--- What you will do ---
Copy out, unchanged, every line from the start of the records to the line that contains "use serde::Deserialize;", and stop there.

--- Data for processing ---
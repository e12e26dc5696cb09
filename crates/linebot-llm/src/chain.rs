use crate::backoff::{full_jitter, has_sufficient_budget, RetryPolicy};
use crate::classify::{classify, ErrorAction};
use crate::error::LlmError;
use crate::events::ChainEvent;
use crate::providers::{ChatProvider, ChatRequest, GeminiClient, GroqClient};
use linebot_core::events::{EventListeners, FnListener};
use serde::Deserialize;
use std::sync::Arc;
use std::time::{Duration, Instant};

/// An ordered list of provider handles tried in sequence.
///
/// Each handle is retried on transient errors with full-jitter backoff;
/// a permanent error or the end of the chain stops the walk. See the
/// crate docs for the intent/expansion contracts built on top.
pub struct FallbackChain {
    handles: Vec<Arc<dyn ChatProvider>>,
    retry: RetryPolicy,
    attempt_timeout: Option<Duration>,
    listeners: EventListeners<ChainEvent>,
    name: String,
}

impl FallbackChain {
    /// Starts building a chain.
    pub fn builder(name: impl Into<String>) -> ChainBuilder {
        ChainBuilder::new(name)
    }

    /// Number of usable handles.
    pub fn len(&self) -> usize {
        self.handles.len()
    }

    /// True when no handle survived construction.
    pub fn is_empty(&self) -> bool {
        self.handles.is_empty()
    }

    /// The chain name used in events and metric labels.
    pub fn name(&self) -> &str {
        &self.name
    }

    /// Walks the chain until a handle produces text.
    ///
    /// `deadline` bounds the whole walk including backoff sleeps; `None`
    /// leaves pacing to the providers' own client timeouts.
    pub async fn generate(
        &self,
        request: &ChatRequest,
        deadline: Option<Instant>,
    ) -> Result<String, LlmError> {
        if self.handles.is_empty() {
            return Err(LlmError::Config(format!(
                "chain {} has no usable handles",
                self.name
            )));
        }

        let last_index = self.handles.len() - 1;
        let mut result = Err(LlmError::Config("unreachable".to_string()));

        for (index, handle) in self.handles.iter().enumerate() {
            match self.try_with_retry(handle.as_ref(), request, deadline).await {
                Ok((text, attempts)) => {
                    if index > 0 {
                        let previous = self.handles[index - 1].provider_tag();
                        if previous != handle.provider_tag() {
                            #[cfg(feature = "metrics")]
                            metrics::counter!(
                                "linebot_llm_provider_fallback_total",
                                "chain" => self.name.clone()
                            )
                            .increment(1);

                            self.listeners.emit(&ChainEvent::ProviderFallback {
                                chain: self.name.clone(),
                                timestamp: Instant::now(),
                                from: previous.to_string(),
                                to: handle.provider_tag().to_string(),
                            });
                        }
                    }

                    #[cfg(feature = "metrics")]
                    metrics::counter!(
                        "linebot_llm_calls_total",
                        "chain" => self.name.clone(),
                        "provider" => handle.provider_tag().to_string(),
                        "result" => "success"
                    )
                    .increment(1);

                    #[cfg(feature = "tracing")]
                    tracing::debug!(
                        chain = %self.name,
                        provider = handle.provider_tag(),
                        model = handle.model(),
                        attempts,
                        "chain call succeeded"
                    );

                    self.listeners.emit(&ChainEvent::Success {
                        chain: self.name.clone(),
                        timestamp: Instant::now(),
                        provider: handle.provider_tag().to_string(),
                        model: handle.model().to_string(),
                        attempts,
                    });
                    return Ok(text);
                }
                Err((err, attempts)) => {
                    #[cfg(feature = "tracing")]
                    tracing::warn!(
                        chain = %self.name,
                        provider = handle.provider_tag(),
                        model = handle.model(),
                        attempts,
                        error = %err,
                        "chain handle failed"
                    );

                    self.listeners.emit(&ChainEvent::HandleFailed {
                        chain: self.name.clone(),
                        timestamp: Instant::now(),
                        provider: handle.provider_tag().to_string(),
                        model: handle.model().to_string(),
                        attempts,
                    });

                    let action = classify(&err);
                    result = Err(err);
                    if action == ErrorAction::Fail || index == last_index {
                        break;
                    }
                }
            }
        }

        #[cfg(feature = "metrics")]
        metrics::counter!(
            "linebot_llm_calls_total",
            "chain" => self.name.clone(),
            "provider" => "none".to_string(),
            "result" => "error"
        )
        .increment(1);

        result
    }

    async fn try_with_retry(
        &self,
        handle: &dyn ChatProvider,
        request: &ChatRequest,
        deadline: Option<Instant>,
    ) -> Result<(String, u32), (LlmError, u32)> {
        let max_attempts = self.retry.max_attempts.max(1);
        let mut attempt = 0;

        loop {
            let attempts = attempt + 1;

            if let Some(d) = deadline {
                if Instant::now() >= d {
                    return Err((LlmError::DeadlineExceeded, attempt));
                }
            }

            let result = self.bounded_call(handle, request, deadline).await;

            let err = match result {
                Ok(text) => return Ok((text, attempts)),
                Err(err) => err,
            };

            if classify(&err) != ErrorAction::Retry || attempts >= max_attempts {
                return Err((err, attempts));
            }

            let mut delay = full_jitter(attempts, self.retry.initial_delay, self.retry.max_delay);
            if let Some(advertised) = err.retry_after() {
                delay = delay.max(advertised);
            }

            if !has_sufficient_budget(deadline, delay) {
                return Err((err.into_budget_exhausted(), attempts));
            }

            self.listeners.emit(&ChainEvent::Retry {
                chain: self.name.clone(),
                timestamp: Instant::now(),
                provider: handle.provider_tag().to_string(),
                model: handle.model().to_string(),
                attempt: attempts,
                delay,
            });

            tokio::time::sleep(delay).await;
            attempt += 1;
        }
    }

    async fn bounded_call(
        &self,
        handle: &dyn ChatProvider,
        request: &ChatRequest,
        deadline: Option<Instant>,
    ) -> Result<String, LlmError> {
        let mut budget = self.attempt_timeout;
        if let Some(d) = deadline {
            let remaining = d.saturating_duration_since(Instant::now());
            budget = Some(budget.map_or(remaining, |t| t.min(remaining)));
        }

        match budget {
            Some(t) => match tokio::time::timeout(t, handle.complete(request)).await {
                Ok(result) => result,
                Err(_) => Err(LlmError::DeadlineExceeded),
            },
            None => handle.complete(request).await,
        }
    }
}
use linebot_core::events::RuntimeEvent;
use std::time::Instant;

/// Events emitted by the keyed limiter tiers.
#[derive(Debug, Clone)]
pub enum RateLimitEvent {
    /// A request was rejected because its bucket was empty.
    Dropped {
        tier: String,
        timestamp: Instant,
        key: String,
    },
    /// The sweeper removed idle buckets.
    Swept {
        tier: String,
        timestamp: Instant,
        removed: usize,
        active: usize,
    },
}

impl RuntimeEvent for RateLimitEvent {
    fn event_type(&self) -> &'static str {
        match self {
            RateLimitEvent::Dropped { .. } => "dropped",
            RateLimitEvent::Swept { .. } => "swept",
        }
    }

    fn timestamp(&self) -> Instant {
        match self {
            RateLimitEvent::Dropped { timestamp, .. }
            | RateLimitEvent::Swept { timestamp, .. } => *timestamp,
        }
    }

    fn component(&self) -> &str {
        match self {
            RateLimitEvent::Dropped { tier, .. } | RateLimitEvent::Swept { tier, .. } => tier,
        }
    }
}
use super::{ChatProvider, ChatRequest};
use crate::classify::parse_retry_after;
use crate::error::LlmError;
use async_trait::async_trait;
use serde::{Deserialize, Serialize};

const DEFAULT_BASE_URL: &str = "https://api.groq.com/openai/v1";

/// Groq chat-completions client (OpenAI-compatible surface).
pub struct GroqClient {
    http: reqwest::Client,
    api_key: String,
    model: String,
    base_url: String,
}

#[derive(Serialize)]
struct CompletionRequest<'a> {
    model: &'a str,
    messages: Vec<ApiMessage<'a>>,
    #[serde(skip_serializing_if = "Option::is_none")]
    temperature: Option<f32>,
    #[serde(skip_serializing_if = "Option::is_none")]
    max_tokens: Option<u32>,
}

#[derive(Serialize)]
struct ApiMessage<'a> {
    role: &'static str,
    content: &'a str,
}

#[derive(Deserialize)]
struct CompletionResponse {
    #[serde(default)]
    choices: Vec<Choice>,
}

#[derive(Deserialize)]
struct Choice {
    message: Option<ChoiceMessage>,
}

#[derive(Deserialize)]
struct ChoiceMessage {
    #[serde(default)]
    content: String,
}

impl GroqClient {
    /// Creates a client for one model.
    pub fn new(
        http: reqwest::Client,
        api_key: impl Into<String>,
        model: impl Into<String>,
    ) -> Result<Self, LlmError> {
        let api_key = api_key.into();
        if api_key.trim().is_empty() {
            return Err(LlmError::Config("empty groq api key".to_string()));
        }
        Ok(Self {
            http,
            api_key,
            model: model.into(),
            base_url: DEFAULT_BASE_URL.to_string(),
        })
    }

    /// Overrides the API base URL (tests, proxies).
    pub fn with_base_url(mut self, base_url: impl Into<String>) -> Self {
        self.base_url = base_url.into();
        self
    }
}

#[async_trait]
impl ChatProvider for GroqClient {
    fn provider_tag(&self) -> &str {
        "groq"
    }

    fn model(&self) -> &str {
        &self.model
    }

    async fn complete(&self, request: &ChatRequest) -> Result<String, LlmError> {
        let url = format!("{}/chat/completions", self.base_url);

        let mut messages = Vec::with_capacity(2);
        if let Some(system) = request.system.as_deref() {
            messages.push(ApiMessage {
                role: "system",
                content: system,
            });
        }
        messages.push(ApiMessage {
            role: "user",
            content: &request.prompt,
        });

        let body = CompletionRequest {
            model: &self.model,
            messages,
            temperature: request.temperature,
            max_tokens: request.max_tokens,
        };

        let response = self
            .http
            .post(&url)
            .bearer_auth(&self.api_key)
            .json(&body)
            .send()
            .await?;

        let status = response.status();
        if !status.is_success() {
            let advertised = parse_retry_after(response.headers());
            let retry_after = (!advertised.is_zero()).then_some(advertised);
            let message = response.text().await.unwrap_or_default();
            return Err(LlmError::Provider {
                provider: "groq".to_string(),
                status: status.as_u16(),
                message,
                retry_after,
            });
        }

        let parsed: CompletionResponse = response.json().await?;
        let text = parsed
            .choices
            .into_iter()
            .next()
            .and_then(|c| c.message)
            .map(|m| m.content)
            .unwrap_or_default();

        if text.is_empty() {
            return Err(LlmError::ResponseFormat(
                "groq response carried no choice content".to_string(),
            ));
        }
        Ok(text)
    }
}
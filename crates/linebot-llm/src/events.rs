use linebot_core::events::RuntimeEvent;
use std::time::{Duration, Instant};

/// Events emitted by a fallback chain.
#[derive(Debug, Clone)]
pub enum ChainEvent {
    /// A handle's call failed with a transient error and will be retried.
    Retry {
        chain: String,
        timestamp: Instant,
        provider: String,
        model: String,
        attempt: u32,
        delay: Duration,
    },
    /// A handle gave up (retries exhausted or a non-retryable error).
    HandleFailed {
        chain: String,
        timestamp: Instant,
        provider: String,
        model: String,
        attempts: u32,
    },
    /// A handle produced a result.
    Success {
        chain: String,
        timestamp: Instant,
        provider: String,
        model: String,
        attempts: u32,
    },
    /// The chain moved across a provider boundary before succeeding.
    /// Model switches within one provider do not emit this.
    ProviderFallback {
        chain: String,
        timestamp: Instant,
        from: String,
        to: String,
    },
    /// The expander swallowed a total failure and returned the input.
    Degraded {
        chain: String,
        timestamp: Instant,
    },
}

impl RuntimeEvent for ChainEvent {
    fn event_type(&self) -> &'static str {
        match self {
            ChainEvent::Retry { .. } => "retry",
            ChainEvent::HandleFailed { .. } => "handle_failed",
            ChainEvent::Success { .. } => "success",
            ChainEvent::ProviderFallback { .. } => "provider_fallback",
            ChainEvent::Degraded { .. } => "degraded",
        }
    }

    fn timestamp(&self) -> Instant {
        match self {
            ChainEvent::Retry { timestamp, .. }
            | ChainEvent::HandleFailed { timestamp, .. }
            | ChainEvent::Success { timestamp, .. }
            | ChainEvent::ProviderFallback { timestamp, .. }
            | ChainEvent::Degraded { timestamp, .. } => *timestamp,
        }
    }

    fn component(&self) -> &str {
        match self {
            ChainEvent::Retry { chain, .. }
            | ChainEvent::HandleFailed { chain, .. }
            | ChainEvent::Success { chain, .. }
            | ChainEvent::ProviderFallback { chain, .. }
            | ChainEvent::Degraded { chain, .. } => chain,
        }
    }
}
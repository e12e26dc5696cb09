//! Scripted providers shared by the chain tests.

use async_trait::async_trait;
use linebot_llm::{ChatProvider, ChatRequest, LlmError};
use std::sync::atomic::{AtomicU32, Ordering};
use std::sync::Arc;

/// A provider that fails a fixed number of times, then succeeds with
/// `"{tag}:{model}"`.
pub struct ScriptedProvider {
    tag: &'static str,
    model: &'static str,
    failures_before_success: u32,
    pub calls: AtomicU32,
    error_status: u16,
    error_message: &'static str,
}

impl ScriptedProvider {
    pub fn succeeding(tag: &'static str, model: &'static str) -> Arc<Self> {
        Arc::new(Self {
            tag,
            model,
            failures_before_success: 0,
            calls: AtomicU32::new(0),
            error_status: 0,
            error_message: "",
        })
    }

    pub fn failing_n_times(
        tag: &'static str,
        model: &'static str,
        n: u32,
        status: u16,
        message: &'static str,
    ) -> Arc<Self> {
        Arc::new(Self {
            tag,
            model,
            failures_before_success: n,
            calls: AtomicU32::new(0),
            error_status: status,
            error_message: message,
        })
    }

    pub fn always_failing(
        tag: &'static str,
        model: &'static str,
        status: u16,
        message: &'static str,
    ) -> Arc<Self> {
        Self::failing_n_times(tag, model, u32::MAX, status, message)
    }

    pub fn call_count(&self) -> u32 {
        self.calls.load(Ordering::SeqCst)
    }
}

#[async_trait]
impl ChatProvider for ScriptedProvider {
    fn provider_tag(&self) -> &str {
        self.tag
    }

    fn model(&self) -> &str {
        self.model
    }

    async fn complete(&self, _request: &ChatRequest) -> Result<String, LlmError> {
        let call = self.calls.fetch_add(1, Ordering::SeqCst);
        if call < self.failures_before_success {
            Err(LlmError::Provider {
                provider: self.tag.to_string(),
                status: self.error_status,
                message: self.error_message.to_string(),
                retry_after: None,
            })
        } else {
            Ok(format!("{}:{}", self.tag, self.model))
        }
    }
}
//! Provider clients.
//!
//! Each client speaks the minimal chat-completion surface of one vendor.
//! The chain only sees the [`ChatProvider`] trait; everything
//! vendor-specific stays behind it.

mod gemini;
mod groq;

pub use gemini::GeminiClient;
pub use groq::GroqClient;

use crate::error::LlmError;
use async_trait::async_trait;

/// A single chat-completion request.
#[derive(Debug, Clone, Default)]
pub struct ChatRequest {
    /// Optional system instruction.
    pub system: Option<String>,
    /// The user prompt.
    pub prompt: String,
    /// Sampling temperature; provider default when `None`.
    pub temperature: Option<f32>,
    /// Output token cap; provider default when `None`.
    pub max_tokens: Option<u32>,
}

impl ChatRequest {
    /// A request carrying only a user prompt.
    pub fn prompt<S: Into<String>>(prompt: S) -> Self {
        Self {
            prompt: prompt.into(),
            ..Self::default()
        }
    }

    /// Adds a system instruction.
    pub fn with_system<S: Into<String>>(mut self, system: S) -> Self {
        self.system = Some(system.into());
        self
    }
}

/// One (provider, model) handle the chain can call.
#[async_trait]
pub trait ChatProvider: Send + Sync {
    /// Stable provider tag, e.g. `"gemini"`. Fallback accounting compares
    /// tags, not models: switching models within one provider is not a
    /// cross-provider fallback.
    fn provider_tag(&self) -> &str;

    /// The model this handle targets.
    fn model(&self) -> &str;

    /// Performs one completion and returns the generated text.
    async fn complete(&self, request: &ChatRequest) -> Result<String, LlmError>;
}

--- Exercise solution ---
repository e12e26dc5696cb09
filename crates/linebot-llm/src/chain.rs
use crate::backoff::{full_jitter, has_sufficient_budget, RetryPolicy};
use crate::classify::{classify, ErrorAction};
use crate::error::LlmError;
use crate::events::ChainEvent;
use crate::providers::{ChatProvider, ChatRequest, GeminiClient, GroqClient};
use linebot_core::events::{EventListeners, FnListener};
use serde::Deserialize;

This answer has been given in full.